◆ Task objective ◆
Which lines run from the line with "fn trimmed<'de, D>(deserializer: D)" through the line with "the same downstream" in the entries below? Print them exactly, both ends included, and nothing more.

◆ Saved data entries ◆

● ● ●

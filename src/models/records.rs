use serde::{Deserialize, Deserializer, Serialize};
use validator::Validate;

use crate::models::domain::{Profile, SkillList};

/// Profile document as clients and older stores send it
///
/// Field names drifted over time (`learn` / `wantToLearn`, `skills` /
/// `knownSkills`, `fullName` / `name`, `about` / `bio`) and known skills may
/// be a string or an array. Everything is folded into [`Profile`] here so the
/// matching core only sees one shape.
#[derive(Debug, Clone, Default, Serialize, Deserialize, Validate)]
pub struct ProfileRecord {
    #[validate(email)]
    #[serde(deserialize_with = "trimmed")]
    pub email: String,
    #[validate(length(min = 1))]
    #[serde(alias = "fullName", alias = "full_name", default)]
    pub name: String,
    #[serde(alias = "skill", alias = "headline_skill", rename = "headlineSkill", default)]
    pub headline_skill: Option<String>,
    #[serde(alias = "skills", alias = "known_skills", rename = "knownSkills", default)]
    pub known_skills: Option<SkillList>,
    #[serde(alias = "learn", alias = "want_to_learn", rename = "wantToLearn", default)]
    pub want_to_learn: Option<String>,
    #[serde(default)]
    pub location: Option<String>,
    #[serde(default)]
    pub city: Option<String>,
    #[serde(default)]
    pub state: Option<String>,
    #[serde(default)]
    pub country: Option<String>,
    #[serde(alias = "about", default)]
    pub bio: Option<String>,
    #[serde(alias = "profile_image", rename = "profileImage", default)]
    pub profile_image: Option<String>,
}

/// Trim surrounding whitespace before validation sees the value
fn trimmed<'de, D>(deserializer: D) -> Result<String, D::Error>
where
    D: Deserializer<'de>,
{
    Ok(String::deserialize(deserializer)?.trim().to_string())
}

/// Drop blank strings so "" and a missing field look the same downstream
fn non_blank(value: Option<String>) -> Option<String> {
    value.filter(|v| !v.trim().is_empty())
}

impl From<ProfileRecord> for Profile {
    fn from(record: ProfileRecord) -> Self {
        // An explicit location wins over the city of a structured address
        let location = non_blank(record.location).or_else(|| non_blank(record.city));

        Profile {
            email: record.email.trim().to_string(),
            name: record.name.trim().to_string(),
            headline_skill: non_blank(record.headline_skill),
            known_skills: record.known_skills.unwrap_or_default(),
            want_to_learn: non_blank(record.want_to_learn),
            location: location.map(|l| l.trim().to_string()),
            bio: non_blank(record.bio),
            profile_image: non_blank(record.profile_image),
        }
    }
}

● ● ●

◆ Response to the task ◆
fn trimmed<'de, D>(deserializer: D) -> Result<String, D::Error>
where
    D: Deserializer<'de>,
{
    Ok(String::deserialize(deserializer)?.trim().to_string())
}

/// Drop blank strings so "" and a missing field look the same downstream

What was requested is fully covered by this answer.